Magnum Rose Wine Making Kit
With a mix of fruity red and white grapes, the Magnum Rose is a fragrant and delicate rose wine, the perfect companion for any meal or for serving on its own.
Please be advised that these cans are manufactured from a soft metal and, as such, are susceptible to denting during transit. While we take great care to dispatch only undamaged products, minor dents may occasionally occur due to handling during shipping. Please note that a dented can remains entirely safe and functional for use.
2 weeks fermentation.
You will need this to make the Magnum Rose Wine Kit:
A good homebrew cleaner/steriliser
3.5kg of sugar
A Brewing fermenter or Fermentation Bin holding at least 23-30 litres
An airlock and suitable Rubber bung for that
An extendable syphon
30 Glass Wine bottles with suitable corks/caps
Some optional items:
A large funnel is helpful for adding things to your fermenter.
For optimum quality, use a heat pad or Brew Belt to control temperature.
A hydrometer is very valuable when tracking the progress
A twin lever corker is a great help when bottling.
Magnum Rose Wine Kit Instructions
1. Add 5-6 litres of hot water to your cleaned and sterilised fermenter (lukewarm if glass), then add 3.5 kgs. of white sugar. Mix well until completely dissolved.
2. Add the juice, rinse out and add any juice left in the can using hot water. Top up to 22.5 litres(5 gallons) in your fermenter using a mix of hot and cold water to achieve a temperature between 25 - 30 C. Mix well.

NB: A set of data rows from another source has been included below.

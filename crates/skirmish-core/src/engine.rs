//! The engine: scheduler, world and command queue behind one facade.
//!
//! One tick of the engine:
//!
//! 1. **COMMANDS**: drain commands submitted from other threads and apply them
//! 2. **SCHEDULE**: run one scheduler pass (combat hooks, hit applications)
//!
//! [`Engine::step`] and [`Engine::run_with`] also drain the journal and
//! pending hit splats into a [`TickFrame`] after every tick. Plain
//! [`Engine::tick`] leaves them in the world until `take_events` and
//! `World::take_splats` are called.
//!
//! Nothing in a tick returns an error to the caller. Rejected commands and
//! failing tasks are logged and the tick carries on.
//!
//! # Example
//!
//! ```
//! use skirmish_core::engine::Engine;
//! use skirmish_core::entity::{NpcProfile, Position};
//!
//! let mut engine = Engine::default();
//! let hero = engine.spawn_player("Hero", Position::new(3200, 3200, 0));
//! let rat = engine.spawn_npc(NpcProfile::new("Rat", Position::new(3201, 3200, 0)));
//!
//! engine.start_session(hero, rat).unwrap();
//! engine.tick();
//!
//! assert_eq!(engine.last_attacker(rat), Some(hero));
//! assert!(engine.is_being_attacked(rat));
//! ```

use std::sync::atomic::AtomicBool;

use heartbeat::{Scheduler, TickLoop, TickSummary};

use crate::combat::{self, SplatUpdate};
use crate::command::{Command, CommandQueue, CommandSender};
use crate::config::EngineConfig;
use crate::entity::{Entity, EntityFlags, EntityId, NpcProfile, PlayerProfile, Position, Profile};
use crate::error::{CombatError, ConfigError};
use crate::event::{CombatEvent, ResetReason};
use crate::notify::Notifier;
use crate::world::World;

/// Everything one tick produced, drained from the world.
#[derive(Debug, Clone, Default, PartialEq, Eq)]
pub struct TickFrame {
    /// Scheduler counters for the tick.
    pub summary: TickSummary,
    /// Journal entries recorded during the tick.
    pub events: Vec<CombatEvent>,
    /// Hit splats to send to clients, per entity.
    pub splats: Vec<(EntityId, Vec<SplatUpdate>)>,
}

/// Tick-driven combat engine.
#[derive(Debug)]
pub struct Engine {
    scheduler: Scheduler<World>,
    world: World,
    commands: CommandQueue,
    tick_loop: TickLoop,
}

impl Default for Engine {
    fn default() -> Self {
        Self::with_config(&EngineConfig::default())
    }
}

impl Engine {
    /// Builds an engine from validated configuration.
    ///
    /// # Errors
    ///
    /// [`ConfigError::Invalid`] when `config` fails validation.
    pub fn from_config(config: &EngineConfig) -> Result<Self, ConfigError> {
        config.validate()?;
        Ok(Self::with_config(config))
    }

    fn with_config(config: &EngineConfig) -> Self {
        tracing::debug!(seed = config.seed, tick_millis = config.tick_millis, "engine created");
        Self {
            scheduler: Scheduler::new(),
            world: World::new(config),
            commands: CommandQueue::new(),
            tick_loop: TickLoop::from_millis(config.tick_millis),
        }
    }

    // =========================================================================
    // Accessors
    // =========================================================================

    /// Shared simulation state.
    #[must_use]
    pub fn world(&self) -> &World {
        &self.world
    }

    /// Mutable simulation state.
    pub fn world_mut(&mut self) -> &mut World {
        &mut self.world
    }

    /// The task scheduler.
    #[must_use]
    pub fn scheduler(&self) -> &Scheduler<World> {
        &self.scheduler
    }

    /// Last tick processed.
    #[must_use]
    pub fn current_tick(&self) -> u64 {
        self.scheduler.current_tick()
    }

    /// A sender other threads can use to queue commands.
    #[must_use]
    pub fn command_sender(&self) -> CommandSender {
        self.commands.sender()
    }

    /// Replaces the player notifier.
    pub fn set_notifier<N>(&mut self, notifier: N)
    where
        N: Notifier + 'static,
    {
        self.world.set_notifier(notifier);
    }

    /// Drains the combat journal.
    pub fn take_events(&mut self) -> Vec<CombatEvent> {
        self.world.take_events()
    }

    // =========================================================================
    // Spawning
    // =========================================================================

    /// Spawns a player with default components.
    pub fn spawn_player(&mut self, name: impl Into<String>, position: Position) -> EntityId {
        let profile = PlayerProfile { name: name.into() };
        self.world.spawn(Profile::Player(profile), position)
    }

    /// Spawns an NPC at its origin.
    pub fn spawn_npc(&mut self, profile: NpcProfile) -> EntityId {
        let origin = profile.origin;
        self.world.spawn(Profile::Npc(profile), origin)
    }

    // =========================================================================
    // Sessions
    // =========================================================================

    /// Starts `attacker`'s fight against `target`; its first hook runs next tick.
    ///
    /// # Errors
    ///
    /// See [`combat::start_session`].
    pub fn start_session(&mut self, attacker: EntityId, target: EntityId) -> Result<(), CombatError> {
        let now = self.current_tick();
        combat::start_session(&mut self.world, &mut self.scheduler, now, attacker, target)
    }

    /// Clears `entity`'s fight.
    ///
    /// # Errors
    ///
    /// [`CombatError::UnknownEntity`] when `entity` is not registered.
    pub fn reset_session(&mut self, entity: EntityId) -> Result<(), CombatError> {
        let now = self.current_tick();
        combat::reset_session(&mut self.world, now, entity, ResetReason::Requested)
    }

    /// Clears `entity`'s fight, facing and follow target.
    ///
    /// # Errors
    ///
    /// [`CombatError::UnknownEntity`] when `entity` is not registered.
    pub fn disengage(&mut self, entity: EntityId) -> Result<(), CombatError> {
        let now = self.current_tick();
        combat::disengage(&mut self.world, now, entity, ResetReason::Requested)
    }

    /// Lets `entity`'s fight wind down through the cooldown.
    ///
    /// # Errors
    ///
    /// [`CombatError::UnknownEntity`] when `entity` is not registered.
    pub fn begin_cooldown(&mut self, entity: EntityId, reset_attack: bool) -> Result<(), CombatError> {
        combat::begin_cooldown(&mut self.world, entity, reset_attack)
    }

    /// Whether `entity` was struck within the combat window.
    #[must_use]
    pub fn is_being_attacked(&self, entity: EntityId) -> bool {
        combat::is_being_attacked(&self.world, entity, self.current_tick())
    }

    /// Who last struck `entity`, if that entity still exists.
    #[must_use]
    pub fn last_attacker(&self, entity: EntityId) -> Option<EntityId> {
        combat::last_attacker(&self.world, entity)
    }

    // =========================================================================
    // Ticking
    // =========================================================================

    /// Runs one tick.
    pub fn tick(&mut self) -> TickSummary {
        for command in self.commands.drain() {
            self.apply(command);
        }
        self.scheduler.tick(&mut self.world)
    }

    /// Runs one tick and drains what it produced: journal events and hit
    /// splats. Nothing is retained between steps.
    pub fn step(&mut self) -> TickFrame {
        let summary = self.tick();
        TickFrame {
            summary,
            events: self.world.take_events(),
            splats: self.world.take_splats(),
        }
    }

    /// Ticks at the configured period until `stop` is raised, handing each
    /// tick's output to `sink`. Returns the number of ticks run.
    pub fn run_with<F>(&mut self, stop: &AtomicBool, mut sink: F) -> u64
    where
        F: FnMut(TickFrame),
    {
        let tick_loop = self.tick_loop;
        tracing::info!(period = ?tick_loop.period(), "engine running");
        let ticks = tick_loop.run(stop, || sink(self.step()));
        tracing::info!(ticks, "engine stopped");
        ticks
    }

    /// [`run_with`](Self::run_with) with the per-tick output dropped.
    pub fn run(&mut self, stop: &AtomicBool) -> u64 {
        self.run_with(stop, drop)
    }

    fn apply(&mut self, command: Command) {
        let subject = command.subject();
        let now = self.current_tick();
        let result = match command {
            Command::StartSession { attacker, target } => self.start_session(attacker, target),
            Command::ResetSession { entity } => self.reset_session(entity),
            Command::Disengage { entity } => self.disengage(entity),
            Command::BeginCooldown {
                entity,
                reset_attack,
            } => self.begin_cooldown(entity, reset_attack),
            Command::SetPosition { entity, position } => {
                self.with_entity(entity, |e| e.set_position(position))
            }
            Command::SetTeleporting {
                entity,
                teleporting,
            } => self.with_entity(entity, |e| e.set_flag(EntityFlags::TELEPORTING, teleporting)),
            Command::SetRunning { entity, running } => {
                self.with_entity(entity, |e| e.set_flag(EntityFlags::RUNNING, running))
            }
            Command::SetAutoRetaliate { entity, enabled } => {
                self.with_entity(entity, |e| e.set_flag(EntityFlags::AUTO_RETALIATE, enabled))
            }
            Command::SetProtection { entity, protection } => {
                self.with_entity(entity, |e| e.set_protection(protection))
            }
            Command::Unregister { entity } => {
                self.with_entity(entity, |e| e.set_flag(EntityFlags::UNREGISTERED, true))
            }
            Command::Despawn { entity } => self
                .world
                .despawn(entity)
                .map(|_| ())
                .ok_or(CombatError::UnknownEntity(entity)),
        };
        if let Err(error) = result {
            tracing::warn!(tick = now, entity = %subject, %error, "command rejected");
        }
    }

    fn with_entity<F>(&mut self, id: EntityId, f: F) -> Result<(), CombatError>
    where
        F: FnOnce(&mut Entity),
    {
        let entity = self
            .world
            .get_mut(id)
            .ok_or(CombatError::UnknownEntity(id))?;
        f(entity);
        Ok(())
    }
}

#[cfg(test)]
mod tests {
    use super::*;
    use crate::combat::{Melee, Strategy};
    use std::sync::atomic::Ordering;

    #[test]
    fn from_config_validates() {
        let config = EngineConfig {
            tick_millis: 0,
            ..EngineConfig::default()
        };
        assert!(Engine::from_config(&config).is_err());
        assert!(Engine::from_config(&EngineConfig::default()).is_ok());
    }

    #[test]
    fn commands_apply_at_start_of_tick() {
        let mut engine = Engine::default();
        let a = engine.spawn_player("A", Position::new(0, 0, 0));
        let b = engine.spawn_npc(NpcProfile::new("B", Position::new(1, 0, 0)));
        let sender = engine.command_sender();
        sender
            .send(Command::SetRunning {
                entity: a,
                running: true,
            })
            .unwrap();
        sender
            .send(Command::StartSession {
                attacker: a,
                target: b,
            })
            .unwrap();
        assert!(!engine.world().get(a).unwrap().is_running());

        engine.tick();
        assert!(engine.world().get(a).unwrap().is_running());
        assert_eq!(engine.world().get(a).unwrap().session().target(), Some(b));
        assert_eq!(engine.scheduler().active_len(), 1);
    }

    #[test]
    fn bad_commands_are_logged_not_fatal() {
        let _ = tracing_subscriber::fmt().with_test_writer().try_init();
        let mut engine = Engine::default();
        let sender = engine.command_sender();
        sender
            .send(Command::Despawn {
                entity: EntityId::new(77),
            })
            .unwrap();
        let summary = engine.tick();
        assert_eq!(summary.tick, 1);
    }

    #[test]
    fn run_stops_on_flag() {
        let config = EngineConfig {
            tick_millis: 1,
            ..EngineConfig::default()
        };
        let mut engine = Engine::from_config(&config).unwrap();
        let stop = AtomicBool::new(true);
        assert_eq!(engine.run(&stop), 0);

        stop.store(false, Ordering::Release);
        std::thread::scope(|scope| {
            scope.spawn(|| {
                std::thread::sleep(std::time::Duration::from_millis(10));
                stop.store(true, Ordering::Release);
            });
            assert!(engine.run(&stop) > 0);
        });
        assert!(engine.current_tick() > 0);
    }

    fn sparring_pair(engine: &mut Engine) -> (EntityId, EntityId) {
        let flurry = Strategy::Melee(Melee {
            max_hit: 0,
            speed: 1,
            sub_hits: 4,
        });
        let spawn = |engine: &mut Engine, x| {
            engine.world_mut().spawn_with(
                Profile::Npc(NpcProfile::new("Sparrer", Position::new(x, 0, 0))),
                Position::new(x, 0, 0),
                |e| e.with_loadout(flurry),
            )
        };
        let a = spawn(engine, 0);
        let b = spawn(engine, 1);
        engine.start_session(a, b).unwrap();
        (a, b)
    }

    #[test]
    fn step_retains_nothing_between_ticks() {
        let mut engine = Engine::default();
        let (a, b) = sparring_pair(&mut engine);
        engine.take_events();

        let mut delivered = 0;
        for _ in 0..2_000 {
            let frame = engine.step();
            delivered += frame.events.len();
            assert!(engine.world().events().is_empty());
            assert!(engine.world().get(a).unwrap().splats().is_empty());
            assert!(engine.world().get(b).unwrap().splats().is_empty());
        }
        assert!(delivered >= 2_000);
    }

    #[test]
    fn step_reports_splats_per_entity() {
        let mut engine = Engine::default();
        let (_, b) = sparring_pair(&mut engine);

        let frame = engine.step();
        assert_eq!(frame.summary.tick, 1);
        assert!(frame
            .events
            .iter()
            .any(|e| matches!(e, CombatEvent::SessionStarted { .. })));
        assert_eq!(frame.splats.len(), 1);
        assert_eq!(frame.splats[0].0, b);
        assert!(matches!(frame.splats[0].1[..], [SplatUpdate::Quad(_)]));
    }

    #[test]
    fn run_with_drains_every_tick() {
        let config = EngineConfig {
            tick_millis: 1,
            ..EngineConfig::default()
        };
        let mut engine = Engine::from_config(&config).unwrap();
        sparring_pair(&mut engine);
        let stop = AtomicBool::new(false);
        let mut frames = 0u64;
        let mut events = 0;

        std::thread::scope(|scope| {
            scope.spawn(|| {
                std::thread::sleep(std::time::Duration::from_millis(20));
                stop.store(true, Ordering::Release);
            });
            let ticks = engine.run_with(&stop, |frame| {
                frames += 1;
                events += frame.events.len();
            });
            assert_eq!(ticks, frames);
        });

        assert!(events > 0);
        assert!(engine.world().events().is_empty());
        assert!(engine.world().entities().all(|e| e.splats().is_empty()));
    }
}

3. Add wine yeast/nutrient (sachet no.1) and mix well. Seal fermenter with an airlock, half filled with water.
4. Leave to ferment in constant temperature between 20-28 C. Fermentation will normally take 7-8 days (a little longer if low temp). Note: Always consider the risk of leaks or frothing when choosing place for fermenter. After fermentation (7-10 days)
5. Check that fermentation is over, using a hydrometer. The reading should be 998 or lower. There should also be no more activity (bubbles in airlock). If necessary, wait another day and re-check. If you don’t have a hydrometer, you can taste the wine. Check that it is not too sweet.
6. Rack off to another sterilized vessel using a syphon tube. Add stabiliser (sachet no.2) and shake/stir very thoroughly to remove CO2. Repeat a 3-4 times with at least 1 hour in between. If you don’t have a 2nd vessel, you can skip the racking off here, but that will slow down clearing a little.
7. Add finings A (sachet no.3) and mix well, then leave for 2-3 hours. After 2-3 hours, add finings B (sachet no.4), carefully stirring up any sediment, for only 15 seconds. Leave wine to clear for 2-7 days, preferably in a cool place on a table so you can
rack if off later without moving it first. Important: Do not rack off or try to remove CO2 before adding Finings B.
8. After 2-7 days, when wine is crystal clear, syphon directly from fermenter to sterilised bottles and seal with corks or plastic stoppers.